**** DATA RECORDS ****
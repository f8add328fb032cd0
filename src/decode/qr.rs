//! QR decoding with rqrr.

use super::Decoder;
use crate::capture::Frame;

/// Pure Rust QR decoder.
///
/// Binarization, grid detection and error correction are all done by
/// `rqrr`; this type only adapts frames to it. The first grid that
/// decodes wins.
#[derive(Debug, Default, Clone, Copy)]
pub struct RqrrDecoder;

impl RqrrDecoder {
    /// Creates a decoder.
    pub fn new() -> Self {
        Self
    }
}

impl Decoder for RqrrDecoder {
    fn decode(&mut self, frame: &Frame) -> Option<String> {
        if !frame.is_valid() {
            tracing::debug!(sequence = frame.sequence(), "Skipping malformed frame");
            return None;
        }

        let width = frame.width() as usize;
        let pixels = frame.pixels();
        let mut prepared = rqrr::PreparedImage::prepare_from_greyscale(
            width,
            frame.height() as usize,
            |x, y| pixels[y * width + x],
        );

        for grid in prepared.detect_grids() {
            match grid.decode() {
                Ok((meta, content)) => {
                    tracing::trace!(
                        sequence = frame.sequence(),
                        version = meta.version.0,
                        "QR grid decoded"
                    );
                    return Some(content);
                }
                Err(e) => {
                    tracing::trace!(sequence = frame.sequence(), error = ?e, "QR grid rejected");
                }
            }
        }
        None
    }
}


#[cfg(test)]
mod tests {
    use super::testing::render_symbol;
    use super::*;

    #[test]
    fn test_decodes_rendered_symbol() {
        let mut decoder = RqrrDecoder::new();
        let frame = render_symbol("ABC123", 8, 3);
        assert_eq!(decoder.decode(&frame).as_deref(), Some("ABC123"));
    }

    #[test]
    fn test_decodes_symbol_inside_larger_frame() {
        let symbol = render_symbol("https://example.com/item/42", 4, 1);
        let side = symbol.width() as usize;
        let (width, height) = (side + 120, side + 60);

        let mut pixels = vec![200u8; width * height];
        for y in 0..side {
            let row = &symbol.pixels()[y * side..(y + 1) * side];
            let start = (y + 30) * width + 90;
            pixels[start..start + side].copy_from_slice(row);
        }
        let frame = Frame::new(pixels, width as u32, height as u32, 1);

        let mut decoder = RqrrDecoder::new();
        assert_eq!(
            decoder.decode(&frame).as_deref(),
            Some("https://example.com/item/42")
        );
    }

    #[test]
    fn test_wrong_stride_does_not_panic() {
        let symbol = render_symbol("ABC123", 8, 1);
        let side = symbol.width() as usize;
        let narrow = side - 3;
        let pixels = symbol.pixels()[..narrow * side].to_vec();
        let frame = Frame::new(pixels, narrow as u32, side as u32, 1);

        let mut decoder = RqrrDecoder::new();
        let _ = decoder.decode(&frame);
    }

    #[test]
    fn test_blank_frame_has_no_code() {
        let mut decoder = RqrrDecoder::new();
        let frame = Frame::new(vec![255u8; 320 * 240], 320, 240, 1);
        assert_eq!(decoder.decode(&frame), None);
    }

    #[test]
    fn test_noise_frame_has_no_code() {
        let mut decoder = RqrrDecoder::new();
        let pixels = (0..160 * 120).map(|i| ((i * 37) % 256) as u8).collect();
        let frame = Frame::new(pixels, 160, 120, 7);
        assert_eq!(decoder.decode(&frame), None);
    }

    #[test]
    fn test_malformed_frame_is_skipped() {
        let mut decoder = RqrrDecoder::new();
        let frame = Frame::new(vec![0u8; 10], 640, 480, 1);
        assert_eq!(decoder.decode(&frame), None);
    }
}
****
→ TASK DETAILS
Your task is to give back every record exactly.

→ YOUR RESPONSE
repository f8add328fb032cd0
filename src/decode/qr.rs
//! QR decoding with rqrr.

use super::Decoder;
use crate::capture::Frame;

/// Pure Rust QR decoder.
///
/// Binarization, grid detection and error correction are all done by
/// `rqrr`; this type only adapts frames to it. The first grid that
/// decodes wins.
#[derive(Debug, Default, Clone, Copy)]
pub struct RqrrDecoder;

impl RqrrDecoder {
    /// Creates a decoder.
    pub fn new() -> Self {
        Self
    }
}

impl Decoder for RqrrDecoder {
    fn decode(&mut self, frame: &Frame) -> Option<String> {
        if !frame.is_valid() {
            tracing::debug!(sequence = frame.sequence(), "Skipping malformed frame");
            return None;
        }

        let width = frame.width() as usize;
        let pixels = frame.pixels();
        let mut prepared = rqrr::PreparedImage::prepare_from_greyscale(
            width,
            frame.height() as usize,
            |x, y| pixels[y * width + x],
        );

        for grid in prepared.detect_grids() {
            match grid.decode() {
                Ok((meta, content)) => {
                    tracing::trace!(
                        sequence = frame.sequence(),
                        version = meta.version.0,
                        "QR grid decoded"
                    );
                    return Some(content);
                }
                Err(e) => {
                    tracing::trace!(sequence = frame.sequence(), error = ?e, "QR grid rejected");
                }
            }
        }
        None
    }
}


#[cfg(test)]
mod tests {
    use super::testing::render_symbol;
    use super::*;

    #[test]
    fn test_decodes_rendered_symbol() {
        let mut decoder = RqrrDecoder::new();
        let frame = render_symbol("ABC123", 8, 3);
        assert_eq!(decoder.decode(&frame).as_deref(), Some("ABC123"));
    }

    #[test]
    fn test_decodes_symbol_inside_larger_frame() {
        let symbol = render_symbol("https://example.com/item/42", 4, 1);
        let side = symbol.width() as usize;
        let (width, height) = (side + 120, side + 60);

        let mut pixels = vec![200u8; width * height];
        for y in 0..side {
            let row = &symbol.pixels()[y * side..(y + 1) * side];
            let start = (y + 30) * width + 90;
            pixels[start..start + side].copy_from_slice(row);
        }
        let frame = Frame::new(pixels, width as u32, height as u32, 1);

        let mut decoder = RqrrDecoder::new();
        assert_eq!(
            decoder.decode(&frame).as_deref(),
            Some("https://example.com/item/42")
        );
    }

    #[test]
    fn test_wrong_stride_does_not_panic() {
        let symbol = render_symbol("ABC123", 8, 1);
        let side = symbol.width() as usize;
        let narrow = side - 3;
        let pixels = symbol.pixels()[..narrow * side].to_vec();
        let frame = Frame::new(pixels, narrow as u32, side as u32, 1);

        let mut decoder = RqrrDecoder::new();
        let _ = decoder.decode(&frame);
    }

    #[test]
    fn test_blank_frame_has_no_code() {
        let mut decoder = RqrrDecoder::new();
        let frame = Frame::new(vec![255u8; 320 * 240], 320, 240, 1);
        assert_eq!(decoder.decode(&frame), None);
    }

    #[test]
    fn test_noise_frame_has_no_code() {
        let mut decoder = RqrrDecoder::new();
        let pixels = (0..160 * 120).map(|i| ((i * 37) % 256) as u8).collect();
        let frame = Frame::new(pixels, 160, 120, 7);
        assert_eq!(decoder.decode(&frame), None);
    }

    #[test]
    fn test_malformed_frame_is_skipped() {
        let mut decoder = RqrrDecoder::new();
        let frame = Frame::new(vec![0u8; 10], 640, 480, 1);
        assert_eq!(decoder.decode(&frame), None);
    }
}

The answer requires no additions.